The scoop was given the catchword “OpenLux”. This blatantly reveals how companies first move their profits to Luxembourg via intra-company loans and then on to other tax havens. Malta is a minuscule actor by comparison. We never concealed questionable funds of such size and magnitude. The latter is suspected of originating from criminal activity or linked to criminals targeted by judicial investigations.
In its defence, the Grand Duchy rebuts such allegations. It says that it “rejects the claims made in these articles as well as the entirely unjustified portrayal of the country and its economy”. As a regulated country with the highest rate of GDP in the EU, Luxembourg contends that it continuously assesses and updates its supervisory architecture and arsenal of measures to combat money laundering and terrorist financing.
Squeaky clean and fully in line with all EU and international regulations and transparency standards.

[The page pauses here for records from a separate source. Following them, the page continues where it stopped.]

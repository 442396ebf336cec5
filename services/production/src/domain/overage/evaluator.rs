//! 超产判定
//!
//! 纯计算：给定订单目标数量、已登记总量和拟登记数量，判断是否超出目标。
//! 目标数量为 0 时，任何正数量都视为超产。

use serde::{Deserialize, Serialize};

use crate::domain::order::{Order, OrderId};
use crate::domain::process::{Process, ProcessId};

/// 判定结果
#[derive(Debug, Clone, PartialEq, Eq, Serialize, Deserialize)]
pub struct OverageEvaluation {
    pub order_id: OrderId,
    pub process_id: ProcessId,
    pub order_no: String,
    pub process_name: String,
    pub target_quantity: i64,
    pub existing_total: i64,
    pub proposed_quantity: i64,
    pub new_total: i64,
    pub exceeds: bool,
    pub overage_units: i64,
}

impl OverageEvaluation {
    /// 面向用户的超产说明
    pub fn message(&self) -> String {
        format!(
            "Order {} / {}: {} already logged + {} proposed = {} against a target of {} ({} over)",
            self.order_no,
            self.process_name,
            self.existing_total,
            self.proposed_quantity,
            self.new_total,
            self.target_quantity,
            self.overage_units
        )
    }
}

/// 判定某订单某工序再登记 `proposed_quantity` 后是否超产
///
/// `existing_total` 为该订单工序当前已登记的总量；编辑时需排除被编辑的记录。
pub fn evaluate(
    order: &Order,
    process: &Process,
    existing_total: i64,
    proposed_quantity: i32,
) -> OverageEvaluation {
    let target = i64::from(order.target_quantity);
    let proposed = i64::from(proposed_quantity);
    let (new_total, exceeds, overage_units) = compute(target, existing_total, proposed);

    OverageEvaluation {
        order_id: order.id,
        process_id: process.id,
        order_no: order.order_no.clone(),
        process_name: process.name.clone(),
        target_quantity: target,
        existing_total,
        proposed_quantity: proposed,
        new_total,
        exceeds,
        overage_units,
    }
}

fn compute(target: i64, existing_total: i64, proposed: i64) -> (i64, bool, i64) {
    let new_total = existing_total + proposed;
    let exceeds = new_total > target;
    let overage_units = (new_total - target).max(0);
    (new_total, exceeds, overage_units)
}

Its regulators apply, without exception, the full arsenal of EU and international measures to exchange information in tax matters and combat tax abuse and tax avoidance.
But the research reveals cracks in the edifice. It found funds linked to the Italian Mafia, the’Ndrangheta and the Russian underworld. The League, Italy’s far-right party, has hidden a secret fund there which is sought by the Italian authorities. People close to the Venezuelan regime have recycled corrupt government procurement funds.
The list of international assets held in Luxembourg is a gigantic inventory, including luxurious residences, chalets, yachts, helicopters, private jets and big planes, music catalogues, the rights to images and fine works of art. In short, it remains a hotbed of tax planning for companies and wealthy individuals through preferential tax regimes.
How can you muster control over such a rich territory when its trade register (equivalent to our MBR register) has only 59 employees to enforce more than 100,000 entities and to carry out an initial control of the declarations? Put into perspective while Malta’s own financial sector reaches 12% of GDP (prior to 2019) yet Luxembourg’s own financial sector accounts for a quarter of the country’s economy.
Back to Malta, and we note how recent financial regulations and tightening of the operations by MFSA and FIAU have been unprecedented and were designed to meet the exigencies reported by Moneyval in their initial inspection.
Only recently, the Maltese government has received the conclusions from the Council of Europe’s Moneyval group to the draft Enhanced Follow-Up Report, a crucial document for the future of the island’s banking and financial services industry.
There is a sigh of relief in the air among practitioners that our worst fears about grey-listing were unfounded and a renaissance of our financial domicile will return.
The reform conducted on institutional reforms and regulatory, supervisory and legal changes has borne fruit. One hopes that with the passage of the pandemic, there will be a successful reopening of our domicile which may attract bona fide investors to shelter their nest eggs.